L/SL in Commercial Exploration

Research Institute in Information and Language Processing

RIILP - RGCL - University of Wolverhampton, UK

Ha.L.A@wlv.ac.uk

The subject of my PhD thesis is automatic terminology processing. In my PhD, “knowledge patterns”, which are extracted (semi)automatically from resources, are used to improve the performance of a terminology processing system. I have been working and publishing on a variety of subjects, including automatic terminology extraction, both monolingual and multilingual, multiple-choice question generation, analysis of multiple-choice test items, and multilingual preprocessing.

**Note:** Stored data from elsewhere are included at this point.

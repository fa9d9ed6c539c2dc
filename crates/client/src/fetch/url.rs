//! URL resolution against the application origin.

/// Error type for URL resolution failures.
#[derive(Debug, Clone, thiserror::Error)]
pub enum UrlError {
    #[error("empty URL")]
    Empty,

    #[error("unsupported scheme: {0}")]
    UnsupportedScheme(String),

    #[error("invalid URL: {0}")]
    InvalidUrl(String),
}

/// Resolve a page-issued URL (absolute, or a path like `/src/main.tsx`)
/// against `origin`.
///
/// Normalization steps:
/// 1. Trim leading/trailing whitespace
/// 2. Join relative references onto the origin
/// 3. Remove fragment (#...)
/// 4. Keep query string intact (do not reorder)
///
/// Any scheme is accepted here; whether a request is intercepted is the
/// classifier's decision.
pub fn resolve(input: &str, origin: &url::Url) -> Result<url::Url, UrlError> {
    let trimmed = input.trim();

    if trimmed.is_empty() {
        return Err(UrlError::Empty);
    }

    let mut parsed = origin.join(trimmed).map_err(|e| UrlError::InvalidUrl(e.to_string()))?;
    parsed.set_fragment(None);

    Ok(parsed)
}

/// Parse an http(s) origin, reducing it to scheme, host and port.
pub fn parse_origin(input: &str) -> Result<url::Url, UrlError> {
    let trimmed = input.trim();
    if trimmed.is_empty() {
        return Err(UrlError::Empty);
    }

    let parsed = url::Url::parse(trimmed).map_err(|e| UrlError::InvalidUrl(e.to_string()))?;
    match parsed.scheme() {
        "http" | "https" => {}
        scheme => return Err(UrlError::UnsupportedScheme(scheme.to_string())),
    }

    url::Url::parse(&parsed.origin().ascii_serialization()).map_err(|e| UrlError::InvalidUrl(e.to_string()))
}

/// True when `url` shares scheme, host and port with `origin`.
pub fn is_same_origin(url: &url::Url, origin: &url::Url) -> bool {
    url.origin() == origin.origin()
}

#[cfg(test)]
mod tests {
    use super::*;

    fn origin() -> url::Url {
        parse_origin("https://m360.example").unwrap()
    }

    #[test]
    fn test_resolve_path() {
        let url = resolve("/src/main.tsx", &origin()).unwrap();
        assert_eq!(url.as_str(), "https://m360.example/src/main.tsx");
    }

    #[test]
    fn test_resolve_root() {
        let url = resolve("/", &origin()).unwrap();
        assert_eq!(url.as_str(), "https://m360.example/");
    }

    #[test]
    fn test_resolve_absolute_keeps_host() {
        let url = resolve("https://maps.googleapis.com/maps/api/js?key=k", &origin()).unwrap();
        assert_eq!(url.host_str(), Some("maps.googleapis.com"));
        assert_eq!(url.query(), Some("key=k"));
    }

    #[test]
    fn test_resolve_remove_fragment() {
        let url = resolve("/tours#rumtek", &origin()).unwrap();
        assert_eq!(url.fragment(), None);
        assert_eq!(url.path(), "/tours");
    }

    #[test]
    fn test_resolve_trim_whitespace() {
        let url = resolve("  /calendar  ", &origin()).unwrap();
        assert_eq!(url.as_str(), "https://m360.example/calendar");
    }

    #[test]
    fn test_resolve_empty() {
        assert!(matches!(resolve("   ", &origin()), Err(UrlError::Empty)));
    }

    #[test]
    fn test_resolve_extension_scheme_passes() {
        let url = resolve("chrome-extension://abcdef/content.js", &origin()).unwrap();
        assert_eq!(url.scheme(), "chrome-extension");
    }

    #[test]
    fn test_parse_origin_strips_path() {
        let origin = parse_origin("https://M360.example:8443/app/").unwrap();
        assert_eq!(origin.as_str(), "https://m360.example:8443/");
    }

    #[test]
    fn test_parse_origin_rejects_scheme() {
        assert!(matches!(parse_origin("file:///srv"), Err(UrlError::UnsupportedScheme(_))));
    }

    #[test]
    fn test_same_origin() {
        let origin = origin();
        assert!(is_same_origin(&resolve("/a", &origin).unwrap(), &origin));
        assert!(!is_same_origin(&resolve("https://cdn.example/a", &origin).unwrap(), &origin));
        assert!(!is_same_origin(&resolve("http://m360.example/a", &origin).unwrap(), &origin));
    }
}
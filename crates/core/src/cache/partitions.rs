//! Named partition operations.
//!
//! A partition is a bucket of request → response pairs. Entries are keyed by
//! request identity and overwritten on every put; there is no TTL, a
//! partition is only ever emptied by deleting it outright.

use super::connection::CacheDb;
use crate::Error;
use crate::exchange::{Request, Response};
use serde::{Deserialize, Serialize};
use tokio_rusqlite::rusqlite::{self, OptionalExtension, Transaction};
use tokio_rusqlite::params;

/// Listing row for one stored entry, without its body.
#[derive(Debug, Clone, Serialize, Deserialize)]
pub struct StoredEntry {
    pub method: String,
    pub url: String,
    pub status: u16,
    pub body_len: u64,
    pub stored_at: String,
}

/// An owned, encoded entry ready to be written on the database thread.
struct EncodedEntry {
    key_hash: String,
    method: String,
    url: String,
    status: u16,
    headers_json: String,
    body: Vec<u8>,
}

impl EncodedEntry {
    fn encode(request: &Request, response: &Response) -> Result<Self, Error> {
        if !request.is_get() {
            return Err(Error::InvalidInput(format!(
                "only GET requests can be stored, got {}",
                request.method
            )));
        }
        let headers_json = serde_json::to_string(&response.headers).map_err(|e| Error::Encoding(e.to_string()))?;
        Ok(Self {
            key_hash: request.cache_key(),
            method: request.method.to_ascii_uppercase(),
            url: request.cache_url(),
            status: response.status,
            headers_json,
            body: response.body.to_vec(),
        })
    }
}

fn ensure_partition(tx: &Transaction<'_>, name: &str) -> Result<i64, rusqlite::Error> {
    tx.execute(
        "INSERT OR IGNORE INTO partitions (name, created_at) VALUES (?1, ?2)",
        params![name, chrono::Utc::now().to_rfc3339()],
    )?;
    tx.query_row("SELECT id FROM partitions WHERE name = ?1", params![name], |row| row.get(0))
}

fn write_entry(tx: &Transaction<'_>, partition_id: i64, entry: &EncodedEntry) -> Result<(), rusqlite::Error> {
    tx.execute(
        "INSERT INTO entries (partition_id, key_hash, method, url, status, headers_json, body, stored_at)
         VALUES (?1, ?2, ?3, ?4, ?5, ?6, ?7, ?8)
         ON CONFLICT(partition_id, key_hash) DO UPDATE SET
            method = excluded.method,
            url = excluded.url,
            status = excluded.status,
            headers_json = excluded.headers_json,
            body = excluded.body,
            stored_at = excluded.stored_at",
        params![
            partition_id,
            &entry.key_hash,
            &entry.method,
            &entry.url,
            entry.status,
            &entry.headers_json,
            &entry.body,
            chrono::Utc::now().to_rfc3339(),
        ],
    )?;
    Ok(())
}

fn decode_response(status: u16, headers_json: &str, body: Vec<u8>) -> Result<Response, Error> {
    let headers = serde_json::from_str(headers_json).map_err(|e| Error::Encoding(e.to_string()))?;
    Ok(Response::new(status, headers, body))
}

impl CacheDb {
    /// Create the partition if it does not exist yet.
    pub async fn open_partition(&self, name: &str) -> Result<(), Error> {
        let name = name.to_string();
        self.conn
            .call(move |conn| -> Result<(), Error> {
                let tx = conn.transaction()?;
                ensure_partition(&tx, &name)?;
                tx.commit()?;
                Ok(())
            })
            .await
            .map_err(Error::from)
    }

    pub async fn has_partition(&self, name: &str) -> Result<bool, Error> {
        let name = name.to_string();
        self.conn
            .call(move |conn| -> Result<bool, Error> {
                let exists = conn.query_row(
                    "SELECT EXISTS(SELECT 1 FROM partitions WHERE name = ?1)",
                    params![name],
                    |row| row.get(0),
                )?;
                Ok(exists)
            })
            .await
            .map_err(Error::from)
    }

    /// All partition names, in creation order.
    pub async fn partition_names(&self) -> Result<Vec<String>, Error> {
        self.conn
            .call(|conn| -> Result<Vec<String>, Error> {
                let mut stmt = conn.prepare("SELECT name FROM partitions ORDER BY id ASC")?;
                let names = stmt
                    .query_map([], |row| row.get(0))?
                    .collect::<Result<Vec<String>, _>>()?;
                Ok(names)
            })
            .await
            .map_err(Error::from)
    }

    /// Delete a partition and every entry in it.
    ///
    /// Returns false if no partition had that name.
    pub async fn delete_partition(&self, name: &str) -> Result<bool, Error> {
        let name = name.to_string();
        self.conn
            .call(move |conn| -> Result<bool, Error> {
                let deleted = conn.execute("DELETE FROM partitions WHERE name = ?1", params![name])?;
                Ok(deleted > 0)
            })
            .await
            .map_err(Error::from)
    }

    /// Look up the stored response for `request` in one partition.
    pub async fn match_entry(&self, name: &str, request: &Request) -> Result<Option<Response>, Error> {
        let name = name.to_string();
        let key_hash = request.cache_key();
        self.conn
            .call(move |conn| -> Result<Option<Response>, Error> {
                let row = conn
                    .query_row(
                        "SELECT e.status, e.headers_json, e.body
                         FROM entries e JOIN partitions p ON p.id = e.partition_id
                         WHERE p.name = ?1 AND e.key_hash = ?2",
                        params![name, key_hash],
                        |row| Ok((row.get::<_, u16>(0)?, row.get::<_, String>(1)?, row.get::<_, Vec<u8>>(2)?)),
                    )
                    .optional()?;

                row.map(|(status, headers, body)| decode_response(status, &headers, body))
                    .transpose()
            })
            .await
            .map_err(Error::from)
    }

    /// Look up `request` across every partition, oldest partition first.
    pub async fn match_any(&self, request: &Request) -> Result<Option<Response>, Error> {
        let key_hash = request.cache_key();
        self.conn
            .call(move |conn| -> Result<Option<Response>, Error> {
                let row = conn
                    .query_row(
                        "SELECT e.status, e.headers_json, e.body
                         FROM entries e JOIN partitions p ON p.id = e.partition_id
                         WHERE e.key_hash = ?1
                         ORDER BY p.id ASC
                         LIMIT 1",
                        params![key_hash],
                        |row| Ok((row.get::<_, u16>(0)?, row.get::<_, String>(1)?, row.get::<_, Vec<u8>>(2)?)),
                    )
                    .optional()?;

                row.map(|(status, headers, body)| decode_response(status, &headers, body))
                    .transpose()
            })
            .await
            .map_err(Error::from)
    }

    /// Store `response` for `request`, creating the partition if needed.
    ///
    /// Overwrites any existing entry for the same request.
    pub async fn put_entry(&self, name: &str, request: &Request, response: &Response) -> Result<(), Error> {
        let name = name.to_string();
        let entry = EncodedEntry::encode(request, response)?;
        self.conn
            .call(move |conn| -> Result<(), Error> {
                let tx = conn.transaction()?;
                let partition_id = ensure_partition(&tx, &name)?;
                write_entry(&tx, partition_id, &entry)?;
                tx.commit()?;
                Ok(())
            })
            .await
            .map_err(Error::from)
    }

    /// Store a batch of entries in a single transaction: all of them land or
    /// none do.
    pub async fn put_entries(&self, name: &str, entries: &[(Request, Response)]) -> Result<(), Error> {
        let name = name.to_string();
        let encoded = entries
            .iter()
            .map(|(request, response)| EncodedEntry::encode(request, response))
            .collect::<Result<Vec<_>, _>>()?;
        self.conn
            .call(move |conn| -> Result<(), Error> {
                let tx = conn.transaction()?;
                let partition_id = ensure_partition(&tx, &name)?;
                for entry in &encoded {
                    write_entry(&tx, partition_id, entry)?;
                }
                tx.commit()?;
                Ok(())
            })
            .await
            .map_err(Error::from)
    }

    /// Number of entries in a partition (zero if it does not exist).
    pub async fn entry_count(&self, name: &str) -> Result<u64, Error> {
        let name = name.to_string();
        self.conn
            .call(move |conn| -> Result<u64, Error> {
                let count: i64 = conn.query_row(
                    "SELECT COUNT(*) FROM entries e JOIN partitions p ON p.id = e.partition_id WHERE p.name = ?1",
                    params![name],
                    |row| row.get(0),
                )?;
                Ok(count as u64)
            })
            .await
            .map_err(Error::from)
    }

    /// List the entries of a partition ordered by URL.
    pub async fn list_entries(&self, name: &str) -> Result<Vec<StoredEntry>, Error> {
        let name = name.to_string();
        self.conn
            .call(move |conn| -> Result<Vec<StoredEntry>, Error> {
                let mut stmt = conn.prepare(
                    "SELECT e.method, e.url, e.status, LENGTH(e.body), e.stored_at
                     FROM entries e JOIN partitions p ON p.id = e.partition_id
                     WHERE p.name = ?1
                     ORDER BY e.url ASC",
                )?;
                let entries = stmt
                    .query_map(params![name], |row| {
                        Ok(StoredEntry {
                            method: row.get(0)?,
                            url: row.get(1)?,
                            status: row.get(2)?,
                            body_len: row.get::<_, i64>(3)? as u64,
                            stored_at: row.get(4)?,
                        })
                    })?
                    .collect::<Result<Vec<_>, _>>()?;
                Ok(entries)
            })
            .await
            .map_err(Error::from)
    }
}
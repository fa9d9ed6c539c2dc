//! The offline worker: one version of the interceptor and its lifecycle.
//!
//! A worker is an explicit object holding its configuration, the partition
//! store, and the network; install, activate, fetch, and sync are methods on
//! it rather than callbacks on a global. [`Registration`] decides which
//! version is active.

mod install;
pub mod registration;
pub mod state;

use std::sync::Arc;

use m360_core::{CacheStorage, Error, Request};
use serde::{Deserialize, Serialize};
use tokio::sync::RwLock;

pub use install::InstallReport;
pub use registration::Registration;
pub use state::WorkerState;

use crate::classify::{ResourceKind, classify};
use crate::config::WorkerConfig;
use crate::fetch::Network;
use crate::strategy::{Served, apply, strategy};

/// What the worker did with a fetch.
#[derive(Debug, Clone, PartialEq, Eq)]
pub enum FetchOutcome {
    /// Not intercepted; the caller goes to the network itself.
    PassThrough,
    Respond { kind: ResourceKind, served: Served },
}

impl FetchOutcome {
    pub fn is_pass_through(&self) -> bool {
        matches!(self, FetchOutcome::PassThrough)
    }

    pub fn served(&self) -> Option<&Served> {
        match self {
            FetchOutcome::PassThrough => None,
            FetchOutcome::Respond { served, .. } => Some(served),
        }
    }
}

/// Outcome of a successful activation.
#[derive(Debug, Clone, PartialEq, Eq, Serialize, Deserialize)]
pub struct ActivateReport {
    pub version: String,
    /// Stale partitions removed, in creation order.
    pub deleted: Vec<String>,
}

pub struct OfflineWorker {
    config: WorkerConfig,
    storage: Arc<dyn CacheStorage>,
    network: Arc<dyn Network>,
    state: RwLock<WorkerState>,
}

impl OfflineWorker {
    pub fn new(config: WorkerConfig, storage: Arc<dyn CacheStorage>, network: Arc<dyn Network>) -> Self {
        Self { config, storage, network, state: RwLock::new(WorkerState::Unregistered) }
    }

    pub fn version(&self) -> &str {
        self.config.version()
    }

    pub async fn state(&self) -> WorkerState {
        *self.state.read().await
    }

    async fn set_state(&self, next: WorkerState) {
        *self.state.write().await = next;
    }

    /// Move to `next` if the current state is one of `from`.
    async fn transition(&self, from: &[WorkerState], next: WorkerState) -> Result<(), Error> {
        let mut state = self.state.write().await;
        if !from.contains(&*state) {
            return Err(Error::InvalidState(format!(
                "{} cannot become {next} from {}",
                self.version(),
                *state
            )));
        }
        *state = next;
        Ok(())
    }

    /// Precache the manifest into the primary partition.
    ///
    /// Under the atomic policy any failed asset fails the install, nothing is
    /// stored, and this version becomes redundant.
    pub async fn install(&self) -> Result<InstallReport, Error> {
        self.transition(&[WorkerState::Unregistered], WorkerState::Installing).await?;
        tracing::info!(version = self.version(), assets = self.config.manifest.len(), "installing");

        match install::precache(&self.config, self.storage.as_ref(), &self.network).await {
            Ok(report) => {
                self.set_state(WorkerState::Installed).await;
                tracing::info!(version = self.version(), cached = report.cached, "installed");
                Ok(report)
            }
            Err(e) => {
                self.set_state(WorkerState::Redundant).await;
                tracing::warn!(version = self.version(), error = %e, "install failed");
                Err(e)
            }
        }
    }

    /// Drop every partition this version does not know, then take control.
    pub async fn activate(&self) -> Result<ActivateReport, Error> {
        self.transition(&[WorkerState::Installed], WorkerState::Activating).await?;

        match self.clean_partitions().await {
            Ok(deleted) => {
                self.set_state(WorkerState::Active).await;
                tracing::info!(version = self.version(), deleted = deleted.len(), "activated, clients claimed");
                Ok(ActivateReport { version: self.version().to_string(), deleted })
            }
            Err(e) => {
                self.set_state(WorkerState::Installed).await;
                tracing::warn!(version = self.version(), error = %e, "activation failed");
                Err(e)
            }
        }
    }

    async fn clean_partitions(&self) -> Result<Vec<String>, Error> {
        let mut deleted = Vec::new();
        for name in self.storage.keys().await? {
            if self.config.names.contains(&name) {
                continue;
            }
            self.storage.delete(&name).await?;
            tracing::info!(partition = %name, "deleted stale partition");
            deleted.push(name);
        }

        for name in self.config.names.all() {
            self.storage.open(name).await?;
        }

        Ok(deleted)
    }

    /// Answer or decline one request from a controlled page.
    pub async fn handle_fetch(&self, request: &Request) -> FetchOutcome {
        if !self.state().await.can_intercept_fetch() {
            return FetchOutcome::PassThrough;
        }

        let Some(kind) = classify(request, &self.config.rules) else {
            tracing::debug!(method = %request.method, url = %request.url, "pass-through");
            return FetchOutcome::PassThrough;
        };

        let strategy = strategy(kind, &self.config);
        tracing::debug!(?kind, partition = strategy.partition(), url = %request.url, "intercepting");

        let served = apply(&strategy, request, self.storage.as_ref(), self.network.as_ref()).await;
        FetchOutcome::Respond { kind, served }
    }

    /// Handle a background-sync event. Returns false for tags this worker
    /// does not own.
    pub async fn sync(&self, tag: &str) -> Result<bool, Error> {
        if tag != self.config.sync_tag {
            tracing::debug!(tag, "ignoring sync tag");
            return Ok(false);
        }
        self.replay_queued().await?;
        Ok(true)
    }

    async fn replay_queued(&self) -> Result<(), Error> {
        // TODO: replay bookings queued while offline once the booking flow records them.
        Ok(())
    }

    pub(crate) async fn retire(&self) {
        self.set_state(WorkerState::Redundant).await;
        tracing::info!(version = self.version(), "retired");
    }
}
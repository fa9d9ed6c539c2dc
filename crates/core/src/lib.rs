//! Core types and shared functionality for the Monastery360 offline worker.
//!
//! This crate provides:
//! - Request/response exchange types
//! - Partition store with SQLite backend
//! - Unified error types
//! - Configuration structures

pub mod cache;
pub mod config;
pub mod error;
pub mod exchange;

pub use cache::{CacheDb, CacheStorage, StoredEntry};
pub use config::{AppConfig, CacheNames, ConfigError, InstallPolicy};
pub use error::Error;
pub use exchange::{Destination, Request, RequestMode, Response};
//! Unified error types for the offline worker.
//!
//! Every variant carries a stable code prefix in its message; the MCP layer
//! maps them onto JSON-RPC error codes.

use rmcp::model::{ErrorCode, ErrorData as McpError};
use tokio_rusqlite::rusqlite;

/// Unified error types for the offline worker.
#[derive(Debug, thiserror::Error)]
pub enum Error {
    /// Invalid input parameters (e.g., storing a POST).
    #[error("INVALID_INPUT: {0}")]
    InvalidInput(String),

    /// Invalid URL.
    #[error("INVALID_URL: {0}")]
    InvalidUrl(String),

    /// No stored entry for the given request.
    #[error("CACHE_MISS: {0}")]
    CacheMiss(String),

    /// Database operation failed.
    #[error("CACHE_ERROR: {0}")]
    Database(tokio_rusqlite::Error),

    /// Migration failed to apply.
    #[error("CACHE_ERROR: migration failed: {0}")]
    MigrationFailed(String),

    /// A stored entry could not be encoded or decoded.
    #[error("CACHE_ERROR: encoding: {0}")]
    Encoding(String),

    /// A manifest asset could not be fetched; the version never activates.
    #[error("INSTALL_FAILED: {url}: {reason}")]
    InstallFailed { url: String, reason: String },

    /// A lifecycle transition was requested from the wrong state.
    #[error("INVALID_STATE: {0}")]
    InvalidState(String),

    /// Transport-level failure talking to the network.
    #[error("NETWORK_ERROR: {0}")]
    Network(String),
}

impl From<tokio_rusqlite::Error<Error>> for Error {
    fn from(err: tokio_rusqlite::Error<Error>) -> Self {
        match err {
            tokio_rusqlite::Error::Error(e) => e,
            tokio_rusqlite::Error::ConnectionClosed => Error::Database(tokio_rusqlite::Error::ConnectionClosed),
            tokio_rusqlite::Error::Close(c) => Error::Database(tokio_rusqlite::Error::Close(c)),
            _ => Error::Database(tokio_rusqlite::Error::ConnectionClosed),
        }
    }
}

impl From<tokio_rusqlite::Error<rusqlite::Error>> for Error {
    fn from(err: tokio_rusqlite::Error<rusqlite::Error>) -> Self {
        Error::Database(err)
    }
}

impl From<rusqlite::Error> for Error {
    fn from(err: rusqlite::Error) -> Self {
        Error::Database(tokio_rusqlite::Error::Error(err))
    }
}

impl From<Error> for McpError {
    fn from(err: Error) -> Self {
        let (code, message) = match &err {
            Error::InvalidInput(msg) => (-32602, msg.clone()),
            Error::InvalidUrl(msg) => (-32003, msg.clone()),
            Error::CacheMiss(msg) => (-32001, msg.clone()),
            Error::Database(e) => (-32002, e.to_string()),
            Error::MigrationFailed(msg) => (-32002, msg.clone()),
            Error::Encoding(msg) => (-32002, msg.clone()),
            Error::InstallFailed { .. } => (-32020, err.to_string()),
            Error::InvalidState(msg) => (-32021, msg.clone()),
            Error::Network(msg) => (-32008, msg.clone()),
        };

        McpError { code: ErrorCode(code), message: message.into(), data: None }
    }
}
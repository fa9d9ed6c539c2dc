//! Network side of the interceptor.
//!
//! ### The `Network` seam
//! - The worker only ever talks to the network through [`Network`], so the
//!   decision tree runs unchanged against a scripted stub in tests.
//! - A transport failure is a [`NetworkError`]; any HTTP status, including
//!   404 or 500, is a successful fetch and is handed back as a `Response`.
//!
//! ### `FetchClient`
//! - reqwest over rustls with gzip/brotli/deflate decoding.
//! - Max redirects: 5
//! - Request timeout and body size limit come from `FetchConfig`.

pub mod url;

use async_trait::async_trait;
use bytes::Bytes;
use reqwest::{Client, Method, header};
use std::time::{Duration, Instant};

pub use url::{UrlError, is_same_origin, parse_origin, resolve};

use m360_core::{Error, Request, Response};

/// Error type for a single network attempt.
#[derive(Debug, Clone, thiserror::Error)]
pub enum NetworkError {
    #[error("request timed out")]
    Timeout,

    #[error("connection failed: {0}")]
    Connect(String),

    #[error("response too large: {size} bytes exceeds {limit}")]
    TooLarge { size: u64, limit: usize },

    #[error("invalid request: {0}")]
    InvalidRequest(String),

    #[error("network error: {0}")]
    Other(String),
}

impl From<reqwest::Error> for NetworkError {
    fn from(err: reqwest::Error) -> Self {
        if err.is_timeout() {
            NetworkError::Timeout
        } else if err.is_connect() {
            NetworkError::Connect(err.to_string())
        } else {
            NetworkError::Other(err.to_string())
        }
    }
}

impl From<NetworkError> for Error {
    fn from(err: NetworkError) -> Self {
        Error::Network(err.to_string())
    }
}

/// Something that can perform one network attempt for a request.
#[async_trait]
pub trait Network: Send + Sync {
    async fn fetch(&self, request: &Request) -> Result<Response, NetworkError>;
}

/// Configuration for the fetch client.
#[derive(Debug, Clone)]
pub struct FetchConfig {
    /// User agent string (default: "m360-offline/0.1")
    pub user_agent: String,

    /// Optional response body cap in bytes (default: none). The worker
    /// answers pages with whatever the network returns, so this stays unset
    /// unless a deployment asks for it.
    pub max_bytes: Option<usize>,

    /// Request timeout (default: 20s)
    pub timeout: Duration,

    /// Maximum number of redirects to follow (default: 5)
    pub max_redirects: usize,
}

impl Default for FetchConfig {
    fn default() -> Self {
        Self {
            user_agent: "m360-offline/0.1".to_string(),
            max_bytes: None,
            timeout: Duration::from_millis(20000),
            max_redirects: 5,
        }
    }
}

impl FetchConfig {
    pub fn from_app(config: &m360_core::AppConfig) -> Self {
        Self {
            user_agent: config.user_agent.clone(),
            max_bytes: config.max_bytes,
            timeout: config.timeout(),
            ..Default::default()
        }
    }
}

/// reqwest-backed [`Network`].
pub struct FetchClient {
    http: Client,
    config: FetchConfig,
}

impl FetchClient {
    /// Create a new fetch client with the given configuration.
    pub fn new(config: FetchConfig) -> Result<Self, Error> {
        let http = Client::builder()
            .user_agent(&config.user_agent)
            .timeout(config.timeout)
            .redirect(reqwest::redirect::Policy::limited(config.max_redirects))
            .use_rustls_tls()
            .gzip(true)
            .brotli(true)
            .deflate(true)
            .build()
            .map_err(|e| Error::Network(format!("failed to build HTTP client: {}", e)))?;

        Ok(Self { http, config })
    }

    fn to_response(status: u16, headers: &header::HeaderMap, body: Bytes) -> Response {
        let headers = headers
            .iter()
            .filter_map(|(name, value)| value.to_str().ok().map(|v| (name.as_str().to_string(), v.to_string())))
            .collect();
        Response::new(status, headers, body)
    }
}

#[async_trait]
impl Network for FetchClient {
    async fn fetch(&self, request: &Request) -> Result<Response, NetworkError> {
        let start = Instant::now();
        let method = Method::from_bytes(request.method.to_ascii_uppercase().as_bytes())
            .map_err(|e| NetworkError::InvalidRequest(e.to_string()))?;

        let mut builder = self.http.request(method, request.url.as_str());
        for (name, value) in &request.headers {
            builder = builder.header(name.as_str(), value.as_str());
        }
        if !request.body.is_empty() {
            builder = builder.body(request.body.clone());
        }

        let response = builder.send().await?;
        let status = response.status().as_u16();

        if let Some(limit) = self.config.max_bytes
            && let Some(len) = response.content_length()
            && len as usize > limit
        {
            return Err(NetworkError::TooLarge { size: len, limit });
        }

        let headers = response.headers().clone();
        let bytes = response.bytes().await?;

        if let Some(limit) = self.config.max_bytes
            && bytes.len() > limit
        {
            return Err(NetworkError::TooLarge { size: bytes.len() as u64, limit });
        }

        tracing::debug!(
            "fetched {} {} -> {} in {}ms ({} bytes)",
            request.method,
            request.url,
            status,
            start.elapsed().as_millis(),
            bytes.len()
        );

        Ok(Self::to_response(status, &headers, bytes))
    }
}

I have extensive experience in developing commercial Natural Language Processing (NLP) vertical solutions. I have acted as an acting coordinator of an EU Leonardo project (TELLME) which developed a range of products including work-related language exercises, showcasing NLP technologies such as automatic term extraction and MCQ generation. I have developed a Computer-Aided Patient Notes Scoring System for a well-known US medical examiners organisation. I have been leading research activities in the domain of applying NLP technologies for licensing testing, funded by an US organization on a yearly rolling research contract, including American-British transliteration, information extraction, item difficulty prediction, item response time prediction, and item distractor prediction. I have experiences on utilizing eye tracking data for various tasks. I have extensive experiences in machine learning techniques algorithms, and platforms, both traditional (svm, linear regression, random forest, weka etc.) and recently developed (deep learning, tensorflow, keras).

I have taken part in the teaching of an European Master Programme in Computational Linguistics and currently supervising two PhD student (I has supervised three completed PhD projects). I also have a degree in Economy (specialised in International Trade).

Research interests

Multiple choice question generation; Multiple choice question analysis; Machine learning; Deep learning; NLP applications;